Aún no había llegado el mes de diciembre, pero las minúsculas luces decorativas en las calles ya conformaban un cálido resplandor perceptible hasta para los pasajeros que sobrevolaban la ciudad. Los escaparates, engalanados con esmero para transmitir el lado más cálido, afable y atento, hacían ojitos a los viandantes, recordándoles que, gracias a los artículos expuestos en las vitrinas, el invierno sería mucho más agradable y familiar. Así, en cada Navidad las réplicas nostálgicas de hogares y momentos perfectos en lugares asépticos, conseguían llevar el mensaje subliminal más y más cerca del corazón, con esmero susurrante: «ven, acércate y llévame contigo. Cómprame, porque yo te quiero y quiero cuidar de ti, formar parte de tu familia». Normal que el sistema hubiese conseguido -a golpe de mucha inversión en marketing- que a la mayoría le hiciese más ilusión disponer de un nuevo gadget o regalo tecnológico, que la visita de un ser «querido» en esas fechas tan señaladas.

Pero la capacidad adquisitiva de los últimos años había menguado en sus bolsillos, y en ellos, sus preocupaciones intentaban esconderse, buscando algo de cobijo. Casi no se veían bolsas por las zonas más bulliciosas y populares, a pesar de caminar entre ríos de personas que miraban al cielo entretenidas con tanta decoración fugaz. Se intentaban hacer promesas a sí mismos y a sus más allegados, de que tan pronto como pudiesen, o con tarjeta de crédito de por medio, la compra de su deseo se haría realidad. Y el milagro ocurrió. Que conste en acta, al menos para un viandante loco que, en su ejercicio guiado de admirar las estrellitas y guirnaldas -y evitar de paso el encontronazo con los comerciantes- en un claro entre tanta bombilla, vislumbró su regalo, mucho más grande y más espectacular de lo que podía haber imaginado. Diferente quizás a sus expectativas, pero mucho más intenso y directo a su corazón. Al fondo del «tinglao», entre las frías nubes, se mostraba la luna, brillando silenciosa por y para ellos ¿Para qué desear nada más, cuando la luna ya ilumina y se pone a sus pies? Porque si los pies están, es porque se está vivo, y eso, por muy buena y prometedora que sea una marca, no puede realmente vender: no existe mejor presente en el mundo que el hecho de estar vivo.

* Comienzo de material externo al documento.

/*!
 * Tests for the hybrid segmenter with scripted oracles
 */

use std::sync::Arc;
use std::time::{Duration, Instant};

use subsplit::splitting::NoopOracle;
use subsplit::text_utils;

use crate::common::mock_oracles::{FailingOracle, FixedOffsetOracle, FixedOracle, SlowOracle};
use crate::common::segmenter;

const SENTENCE: &str = "My brother painted the fence bright blue";

#[tokio::test]
async fn test_segment_acceptedOracleSplit_shouldSplitIntoHalves() {
    let oracle = FixedOracle::new(1.0);
    let segmenter = segmenter("en", Arc::new(oracle.clone()), 4, Duration::from_secs(5));

    let (pieces, stats) = segmenter.segment(SENTENCE).await;

    assert_eq!(pieces, vec!["My brother painted", "the fence bright blue"]);
    assert_eq!(stats.oracle_accepted, 1);
    assert_eq!(stats.force_splits, 0);
    assert_eq!(oracle.calls(), 1);
}

#[tokio::test]
async fn test_segment_lowScore_shouldRejectAndForceSplit() {
    let segmenter = segmenter("en", Arc::new(FixedOracle::new(0.5)), 4, Duration::from_secs(5));

    let (pieces, stats) = segmenter.segment(SENTENCE).await;

    assert_eq!(stats.oracle_rejected, 1);
    assert_eq!(stats.oracle_accepted, 0);
    assert!(stats.force_splits >= 1);
    assert!(pieces.iter().all(|p| text_utils::length_units(p) <= 4));
}

#[tokio::test]
async fn test_segment_oracleTimeout_shouldFallBackQuickly() {
    let segmenter = segmenter(
        "en",
        Arc::new(SlowOracle::new(Duration::from_secs(30))),
        4,
        Duration::from_millis(50),
    );

    let started = Instant::now();
    let (pieces, stats) = segmenter.segment(SENTENCE).await;

    assert!(started.elapsed() < Duration::from_secs(5));
    assert_eq!(stats.oracle_failed, 1);
    assert_eq!(pieces.join(" "), SENTENCE);
    assert!(pieces.iter().all(|p| text_utils::length_units(p) <= 4));
}

#[tokio::test]
async fn test_segment_invalidOffset_shouldCountAsFailure() {
    let segmenter = segmenter("en", Arc::new(FixedOffsetOracle { offset: 0 }), 4, Duration::from_secs(5));

    let (pieces, stats) = segmenter.segment(SENTENCE).await;

    assert_eq!(stats.oracle_accepted, 0);
    assert_eq!(stats.oracle_failed, 1);
    assert_eq!(pieces.join(" "), SENTENCE);
}

#[tokio::test]
async fn test_segment_offsetInsideMultibyteChar_shouldBeIgnored() {
    let text = "今天天气很好我们去公园散步吧";
    let segmenter = segmenter("zh", Arc::new(FixedOffsetOracle { offset: 1 }), 5, Duration::from_secs(5));

    let (pieces, stats) = segmenter.segment(text).await;

    assert_eq!(stats.oracle_accepted, 0);
    assert_eq!(pieces.concat(), text);
    assert!(pieces.iter().all(|p| text_utils::length_units(p) <= 5));
}

#[tokio::test]
async fn test_segment_failingOracle_shouldBeDeterministic() {
    let text = "The committee reviewed every single proposal submitted during the long autumn session. \
                Nobody expected the final vote to take place before midnight on Friday evening.";
    let segmenter = segmenter("en", Arc::new(FailingOracle), 6, Duration::from_secs(5));

    let (first, _) = segmenter.segment(text).await;
    let (second, _) = segmenter.segment(text).await;

    assert_eq!(first, second);
    assert!(first.iter().all(|p| text_utils::length_units(p) <= 6));
}

#[tokio::test]
async fn test_segment_manySentences_shouldKeepOrderUnderConcurrency() {
    let sentences: Vec<String> = (0..12)
        .map(|i| format!("Sentence number {} has quite a few words in it to split.", i))
        .collect();
    let text = sentences.join(" ");
    let segmenter = segmenter("en", Arc::new(FixedOracle::new(1.0)), 5, Duration::from_secs(5));

    let (pieces, _) = segmenter.segment(&text).await;

    assert_eq!(
        text_utils::normalize_text(&pieces.join(" ")),
        text_utils::normalize_text(&text)
    );
    let numbers: Vec<usize> = pieces
        .iter()
        .filter_map(|p| p.strip_prefix("Sentence number "))
        .filter_map(|rest| rest.split_whitespace().next()?.parse().ok())
        .collect();
    assert_eq!(numbers, (0..12).collect::<Vec<_>>());
}

#[tokio::test]
async fn test_segment_noopOracle_shouldMatchRuleOnlyOutputUnderCap() {
    let text = "Hello world. How are you today?";
    let segmenter = segmenter("en", Arc::new(NoopOracle), 20, Duration::from_secs(5));

    let (pieces, stats) = segmenter.segment(text).await;

    assert_eq!(pieces, vec!["Hello world.", "How are you today?"]);
    assert_eq!(stats.oracle_failed, 0);
}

Comprar regalos es un acto de generosidad muy noble, pero perder la cordura con ellos, empequeñece al ser humano. La verdadera Navidad no se mide en términos de precios sino de temperatura: lo más importante es pasear abrigado al corazón, y para éste, de momento, la única bufanda que existe en el mercado, pasa obligatoriamente por el negocio de aceptarse y amarse a uno mismo.